At least I got the number right
March 19, 2008 8:51 PM   Subscribe

An interesting test with a laudable goal.

Youtube video about change blindness, academic paper (PDF) about it.
posted by aerotive (45 comments total) 3 users marked this as a favorite
 
Ah, a double, I'm afraid.
posted by jedicus at 8:59 PM on March 19, 2008


The tags ruin it. How can you not see THAT?
posted by ColdChef at 9:01 PM on March 19, 2008


I think it's their double not aerotive's.

(also the people behind it are streetteam astroturfing fucks)
posted by cillit bang at 9:02 PM on March 19, 2008


Yes, a double, but a double promoting cycling awareness, at least. Also, I think that last time it was a guy in a gorilla suit.
posted by kaibutsu at 9:04 PM on March 19, 2008


Yeah, actually with the paper and the explanatory video (and, hell, cillit bang's Oh Snap link there), this is a bit better than just the straight youtube link from a few days ago. What the hey, the original was four years old.
posted by cortex at 9:06 PM on March 19, 2008


It's amazing the things we can miss even when we're looking hard... I did a wicked awesome project about change blindness for a high school science fair, it went pretty far but then the judges at the provincial level didn't speak enough English to really understand, but it's cool, I still won five hundred bucks and a few medals.
posted by knystress at 9:10 PM on March 19, 2008


This was ripped off from some else anyway
posted by jeblis at 9:26 PM on March 19, 2008


Yep, jeblis. Besides being really, really, really old, ( like ... from the last millennium) it's also frikken stolen.
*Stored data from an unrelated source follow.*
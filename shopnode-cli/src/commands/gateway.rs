//! `shopnode gateway`: probe the gateway pool.

use anyhow::{Context, Result};
use chrono::{DateTime, Utc};
use clap::{Args, Subcommand};
use colored::Colorize;
use tabled::{settings::Style, Table, Tabled};

use super::{open_node, print_json};

#[derive(Subcommand, Debug)]
pub enum GatewayCommand {
    /// Probe every gateway and print the pool in preference order.
    List(GatewayListArgs),
}

#[derive(Args, Debug)]
pub struct GatewayListArgs {
    /// Extra gateway to include (repeatable).
    #[arg(long = "add", value_name = "URL")]
    pub add: Vec<String>,

    /// Emit machine-readable JSON.
    #[arg(long)]
    pub json: bool,
}

#[derive(Tabled)]
struct GatewayRow {
    #[tabled(rename = "#")]
    position: usize,
    #[tabled(rename = "gateway")]
    url: String,
    #[tabled(rename = "health")]
    health: String,
    #[tabled(rename = "last used")]
    last_used: String,
}

pub fn run(command: GatewayCommand) -> Result<()> {
    match command {
        GatewayCommand::List(args) => list(args),
    }
}

fn list(args: GatewayListArgs) -> Result<()> {
    let mut node = open_node()?;
    for url in &args.add {
        node.add_custom_gateway(url)
            .with_context(|| format!("cannot add gateway {url}"))?;
    }
    node.attach();
    let entries = node.gateways();

    if args.json {
        return print_json(&entries);
    }

    let rows: Vec<GatewayRow> = entries
        .into_iter()
        .enumerate()
        .map(|(i, entry)| GatewayRow {
            position: i + 1,
            url: entry.url,
            health: if entry.healthy {
                "healthy".green().to_string()
            } else {
                "down".red().to_string()
            },
            last_used: format_last_used(entry.last_used),
        })
        .collect();
    let mut table = Table::new(rows);
    table.with(Style::rounded());
    println!("{table}");
    Ok(())
}

fn format_last_used(at: Option<DateTime<Utc>>) -> String {
    match at {
        Some(at) => at.format("%Y-%m-%d %H:%M:%S UTC").to_string(),
        None => "never".bright_black().to_string(),
    }
}
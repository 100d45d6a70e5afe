use std::sync::{Arc, Mutex};

use chrono::{DateTime, Duration, Utc};

/// Time source for health-cache expiry.
pub trait Clock: Send + Sync {
    fn now(&self) -> DateTime<Utc>;
}

impl<C: Clock + ?Sized> Clock for Arc<C> {
    fn now(&self) -> DateTime<Utc> {
        (**self).now()
    }
}

#[derive(Debug, Clone, Copy, Default)]
pub struct SystemClock;

impl Clock for SystemClock {
    fn now(&self) -> DateTime<Utc> {
        Utc::now()
    }
}

/// Clock that only moves when told to.
#[derive(Debug)]
pub struct ManualClock {
    now: Mutex<DateTime<Utc>>,
}

impl ManualClock {
    pub fn new(start: DateTime<Utc>) -> Self {
        Self {
            now: Mutex::new(start),
        }
    }

    pub fn advance(&self, by: Duration) {
        let mut now = self.now.lock().unwrap_or_else(|p| p.into_inner());
        *now += by;
    }

    pub fn set(&self, to: DateTime<Utc>) {
        *self.now.lock().unwrap_or_else(|p| p.into_inner()) = to;
    }
}

impl Default for ManualClock {
    fn default() -> Self {
        Self::new(Utc::now())
    }
}

impl Clock for ManualClock {
    fn now(&self) -> DateTime<Utc> {
        *self.now.lock().unwrap_or_else(|p| p.into_inner())
    }
}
This video is © 1999 by Daniel J. Simons. It is provided solely so that individuals can view it. This version of the video may not be used downloaded, saved, copied, reproduced, or used for any other purpose. It is not intended for use in presentations.
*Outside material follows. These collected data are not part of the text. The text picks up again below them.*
//! Locating a compatible daemon binary, or installing the pinned release.
//!
//! ## `ensure_installed`: install flow
//!
//! 1. Return early if the target binary already exists.
//! 2. Map the platform to release naming (fails before any network I/O).
//! 3. Download the archive into a temp staging directory.
//! 4. Verify it against the published `.sha512` digest, when available.
//! 5. Extract and move `kubo/ipfs[.exe]` to the target path.
//! 6. `chmod 0755`.

use std::ffi::OsString;
use std::fs::File;
use std::io::{Read, Write};
use std::path::{Path, PathBuf};
use std::process::Command;
use std::time::Duration;

use sha2::{Digest, Sha512};
use shopnode_core::InstallMode;

use crate::error::{io_err, DaemonError};
use crate::paths::{bundled_binary_path, BINARY_NAME};
use crate::platform::{ArchiveKind, DistTarget, Platform};

/// Release installed into the bundled location.
pub const PINNED_VERSION: &str = "v0.29.0";
/// Oldest `PATH` binary accepted as `system`.
pub const MIN_VERSION: &str = "v0.23.0";
pub const DIST_BASE_URL: &str = "https://dist.ipfs.tech";

/// Result of [`Provisioner::locate`].
#[derive(Debug, Clone, PartialEq, Eq)]
pub struct Located {
    pub path: PathBuf,
    pub mode: InstallMode,
    /// `v`-prefixed version, when a binary was found and answered `--version`.
    pub version: Option<String>,
}

#[derive(Debug, Clone)]
pub struct Provisioner {
    home: PathBuf,
    platform: Platform,
    pinned_version: String,
    min_version: String,
    dist_base: String,
    search_path: Option<OsString>,
    custom_binary: Option<PathBuf>,
}

impl Provisioner {
    pub fn new(home: impl Into<PathBuf>) -> Self {
        Self {
            home: home.into(),
            platform: Platform::detect(),
            pinned_version: PINNED_VERSION.to_string(),
            min_version: MIN_VERSION.to_string(),
            dist_base: DIST_BASE_URL.to_string(),
            search_path: std::env::var_os("PATH"),
            custom_binary: None,
        }
    }

    pub fn with_platform(mut self, platform: Platform) -> Self {
        self.platform = platform;
        self
    }

    /// Replace the `PATH` value searched by [`locate`](Self::locate).
    pub fn with_search_path(mut self, search_path: Option<OsString>) -> Self {
        self.search_path = search_path;
        self
    }

    /// Use a fixed binary location instead of searching `PATH`.
    pub fn with_custom_binary(mut self, path: Option<PathBuf>) -> Self {
        self.custom_binary = path;
        self
    }

    pub fn with_dist_base(mut self, base: impl Into<String>) -> Self {
        self.dist_base = base.into();
        self
    }

    pub fn platform(&self) -> &Platform {
        &self.platform
    }

    /// Find a daemon binary.
    ///
    /// A configured custom binary is used as-is. Otherwise a `PATH` binary whose
    /// `--version` is at least [`MIN_VERSION`] is `system`; anything else falls
    /// back to `bundled` under the node root.
    pub fn locate(&self) -> Located {
        if let Some(custom) = &self.custom_binary {
            let version = custom.is_file().then(|| probe_version(custom)).flatten();
            return Located {
                path: custom.clone(),
                mode: InstallMode::Bundled,
                version,
            };
        }

        if let Some(candidate) = find_on_path(BINARY_NAME, self.search_path.as_deref()) {
            match probe_version(&candidate) {
                Some(version) if version_at_least(&version, &self.min_version) => {
                    tracing::debug!(path = %candidate.display(), %version, "using system daemon binary");
                    return Located {
                        path: candidate,
                        mode: InstallMode::System,
                        version: Some(version),
                    };
                }
                other => {
                    tracing::info!(
                        path = %candidate.display(),
                        version = ?other,
                        minimum = %self.min_version,
                        "system daemon binary too old or unreadable; using bundled install",
                    );
                }
            }
        }

        let path = bundled_binary_path(&self.home);
        let version = path.is_file().then(|| probe_version(&path)).flatten();
        Located {
            path,
            mode: InstallMode::Bundled,
            version,
        }
    }

    /// Release archive URL for this platform.
    ///
    /// The file name keeps the `v` of the version
    /// (`kubo_v0.29.0_linux-amd64.tar.gz`), as the dist server publishes it.
    /// A `{versionNoV}` file name does not exist there.
    pub fn archive_url(&self, target: &DistTarget) -> String {
        format!(
            "{base}/kubo/{v}/kubo_{v}_{os}-{arch}.{ext}",
            base = self.dist_base.trim_end_matches('/'),
            v = self.pinned_version,
            os = target.os,
            arch = target.arch,
            ext = target.archive.extension(),
        )
    }

    /// Make sure an executable exists at `target`, downloading the pinned
    /// release if needed.
    pub fn ensure_installed(&self, target: &Path) -> Result<(), DaemonError> {
        if target.exists() {
            return Ok(());
        }

        let dist = self.platform.dist_target()?;
        let url = self.archive_url(&dist);

        let staging = tempfile::tempdir().map_err(|e| io_err("install staging dir", e))?;
        let archive_name = url.rsplit('/').next().unwrap_or("kubo-archive");
        let archive = staging.path().join(archive_name);

        tracing::info!(%url, target = %target.display(), "downloading daemon release");
        download(&url, &archive)?;
        self.verify_checksum(&url, &archive)?;

        let extracted = staging.path().join("extract");
        extract(&archive, dist.archive, &extracted)?;

        let inner = extracted.join("kubo").join(self.platform.archive_binary());
        if !inner.is_file() {
            return Err(DaemonError::InstallFailed {
                stage: "extracting",
                reason: format!("archive has no {}", inner.display()),
            });
        }

        if let Some(parent) = target.parent() {
            std::fs::create_dir_all(parent).map_err(|e| io_err(parent, e))?;
        }
        install_file(&inner, target)?;

        tracing::info!(path = %target.display(), version = %self.pinned_version, "daemon binary installed");
        Ok(())
    }

    fn verify_checksum(&self, url: &str, archive: &Path) -> Result<(), DaemonError> {
        let checksum_url = format!("{url}.sha512");
        let expected = match fetch_text(&checksum_url) {
            Ok(body) => match parse_checksum(&body) {
                Some(hex) => hex,
                None => {
                    tracing::warn!(url = %checksum_url, "checksum file unreadable; skipping verification");
                    return Ok(());
                }
            },
            Err(err) => {
                tracing::warn!(url = %checksum_url, error = %err, "checksum unavailable; skipping verification");
                return Ok(());
            }
        };

        let actual = sha512_file(archive)?;
        if actual != expected {
            return Err(DaemonError::InstallFailed {
                stage: "verifying checksum",
                reason: format!("expected {expected}, got {actual}"),
            });
        }
        Ok(())
    }
}

// ---------------------------------------------------------------------------
// Version probing
// ---------------------------------------------------------------------------

/// Run `<binary> --version` and return its third token with a `v` prefix.
pub fn probe_version(binary: &Path) -> Option<String> {
    let output = Command::new(binary).arg("--version").output().ok()?;
    if !output.status.success() {
        return None;
    }
    parse_version_output(&String::from_utf8_lossy(&output.stdout))
}

/// `"ipfs version 0.29.0"` → `"v0.29.0"`.
pub fn parse_version_output(output: &str) -> Option<String> {
    let token = output.split_whitespace().nth(2)?;
    Some(format!("v{}", token.trim_start_matches('v')))
}

/// Numeric comparison of `vMAJOR.MINOR.PATCH`; falls back to string order
/// when either side does not parse.
pub fn version_at_least(found: &str, minimum: &str) -> bool {
    match (parse_semver(found), parse_semver(minimum)) {
        (Some(found), Some(minimum)) => found >= minimum,
        _ => found >= minimum,
    }
}

fn parse_semver(s: &str) -> Option<(u64, u64, u64)> {
    let core = s.trim_start_matches('v').split(['-', '+']).next()?;
    let mut parts = core.split('.');
    let major = parts.next()?.parse().ok()?;
    let minor = parts.next()?.parse().ok()?;
    let patch = parts.next().unwrap_or("0").parse().ok()?;
    Some((major, minor, patch))
}

fn find_on_path(name: &str, search_path: Option<&std::ffi::OsStr>) -> Option<PathBuf> {
    let search_path = search_path?;
    std::env::split_paths(search_path)
        .filter(|dir| !dir.as_os_str().is_empty())
        .map(|dir| dir.join(name))
        .find(|candidate| candidate.is_file())
}

// ---------------------------------------------------------------------------
// Download / verify / extract
// ---------------------------------------------------------------------------

fn agent() -> ureq::Agent {
    ureq::AgentBuilder::new()
        .timeout_connect(Duration::from_secs(15))
        .timeout_read(Duration::from_secs(60))
        .build()
}

fn download(url: &str, dest: &Path) -> Result<(), DaemonError> {
    let response = agent()
        .get(url)
        .set("User-Agent", "shopnode-provisioner")
        .call()
        .map_err(|e| DaemonError::InstallFailed {
            stage: "downloading",
            reason: format!("{url}: {e}"),
        })?;

    let mut file = File::create(dest).map_err(|e| io_err(dest, e))?;
    let copied = std::io::copy(&mut response.into_reader(), &mut file).map_err(|e| {
        DaemonError::InstallFailed {
            stage: "downloading",
            reason: format!("{url}: {e}"),
        }
    })?;
    file.flush().map_err(|e| io_err(dest, e))?;
    tracing::debug!(bytes = copied, path = %dest.display(), "archive downloaded");
    Ok(())
}

fn fetch_text(url: &str) -> Result<String, DaemonError> {
    let response = agent()
        .get(url)
        .set("User-Agent", "shopnode-provisioner")
        .call()
        .map_err(|e| DaemonError::InstallFailed {
            stage: "fetching checksum",
            reason: e.to_string(),
        })?;
    response
        .into_string()
        .map_err(|e| io_err(url.to_string(), e))
}

/// First token of a `sha512sum`-style line, if it is 128 hex characters.
pub fn parse_checksum(body: &str) -> Option<String> {
    let token = body.split_whitespace().next()?;
    (token.len() == 128 && token.chars().all(|c| c.is_ascii_hexdigit()))
        .then(|| token.to_ascii_lowercase())
}

pub fn sha512_file(path: &Path) -> Result<String, DaemonError> {
    let mut file = File::open(path).map_err(|e| io_err(path, e))?;
    let mut hasher = Sha512::new();
    let mut buf = [0u8; 64 * 1024];
    loop {
        let read = file.read(&mut buf).map_err(|e| io_err(path, e))?;
        if read == 0 {
            break;
        }
        hasher.update(&buf[..read]);
    }
    Ok(hex::encode(hasher.finalize()))
}

fn extract(archive: &Path, kind: ArchiveKind, dest: &Path) -> Result<(), DaemonError> {
    std::fs::create_dir_all(dest).map_err(|e| io_err(dest, e))?;
    let file = File::open(archive).map_err(|e| io_err(archive, e))?;
    let failed = |reason: String| DaemonError::InstallFailed {
        stage: "extracting",
        reason,
    };

    match kind {
        ArchiveKind::TarGz => {
            let decoder = flate2::read::GzDecoder::new(file);
            tar::Archive::new(decoder)
                .unpack(dest)
                .map_err(|e| failed(format!("{}: {e}", archive.display())))?;
        }
        ArchiveKind::Zip => {
            let mut zip = zip::ZipArchive::new(file)
                .map_err(|e| failed(format!("{}: {e}", archive.display())))?;
            zip.extract(dest)
                .map_err(|e| failed(format!("{}: {e}", archive.display())))?;
        }
    }
    Ok(())
}

/// Move `from` into place at `to` through an executable `.partial` sibling.
///
/// `to` only ever appears complete, so an interrupted install is retried
/// instead of being mistaken for a finished one.
fn install_file(from: &Path, to: &Path) -> Result<(), DaemonError> {
    let partial = to.with_extension("partial");
    let _ = std::fs::remove_file(&partial);

    let staged = stage_file(from, &partial)
        .and_then(|()| set_executable(&partial))
        .and_then(|()| std::fs::rename(&partial, to).map_err(|e| io_err(to, e)));
    if staged.is_err() {
        let _ = std::fs::remove_file(&partial);
    }
    staged
}

fn stage_file(from: &Path, partial: &Path) -> Result<(), DaemonError> {
    if std::fs::rename(from, partial).is_ok() {
        return Ok(());
    }
    // Staging may sit on a different filesystem than the node root.
    std::fs::copy(from, partial).map_err(|e| io_err(partial, e))?;
    let _ = std::fs::remove_file(from);
    Ok(())
}

#[cfg(unix)]
fn set_executable(path: &Path) -> Result<(), DaemonError> {
    use std::os::unix::fs::PermissionsExt;
    std::fs::set_permissions(path, std::fs::Permissions::from_mode(0o755)).map_err(|e| {
        DaemonError::InstallFailed {
            stage: "setting permissions",
            reason: format!("{}: {e}", path.display()),
        }
    })
}

#[cfg(not(unix))]
fn set_executable(_path: &Path) -> Result<(), DaemonError> {
    Ok(())
}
I'd say it flamingly obvious that the researchers understood the value of their work and were pretty flamingly adamant that people not rip it off. As a former bike store-manager, and a long term cycling advocate myself, I find this pretty embarrassing. Those very same cycling advocates would have a different attitude about having their precious rides pilfered, I'm guessing.
posted by PareidoliaticBoy at 9:27 PM on March 19, 2008


This is a fantastic premise for an ad campaign, the only down-side being that when all those change blindness experts give their lectures they'll face a diminishing pool of people who are fooled by their videos. Won't someone please think of the eggheads?!
posted by simra at 9:30 PM on March 19, 2008


Do I win something if I did notice it or does it just mean that cyclists don't have to be afraid of me anymore?
posted by saraswati at 9:52 PM on March 19, 2008


Wasn't this posted and deleted 3 days ago?
posted by mrnutty at 10:19 PM on March 19, 2008


I am so lauding this goal
posted by subgear at 10:25 PM on March 19, 2008


Well, I hadn't seen it before, and neither had my fiancee, and we laughed our asses off. Thanks.
posted by ruddhist at 10:29 PM on March 19, 2008


Well, I coulda sworn it was posted just days ago, but I'll be danged if I can find it.
Perhaps I just failed my own awareness test.
posted by mrnutty at 10:31 PM on March 19, 2008


Lesson: Whilst cycling, don't be moonwalking in a bearsuit. Also, wear reflective shit.
posted by ZaneJ. at 10:40 PM on March 19, 2008


Moonwalking bears have never, presumably, played much of role in our evolution. Has anyone done this with an attractive naked person yet? Two attractive people having sex? Or a gigantic scary spider? Or two attractive people having sex on the back of a gigantic scary spider? I'd like to know whether things change depending on the subject -- whether we are hardwired to notice some things more than other. I'd also like to see two attractive people having sex on the back of a gigantic scary spider.
posted by pracowity at 10:52 PM on March 19, 2008 [5 favorites]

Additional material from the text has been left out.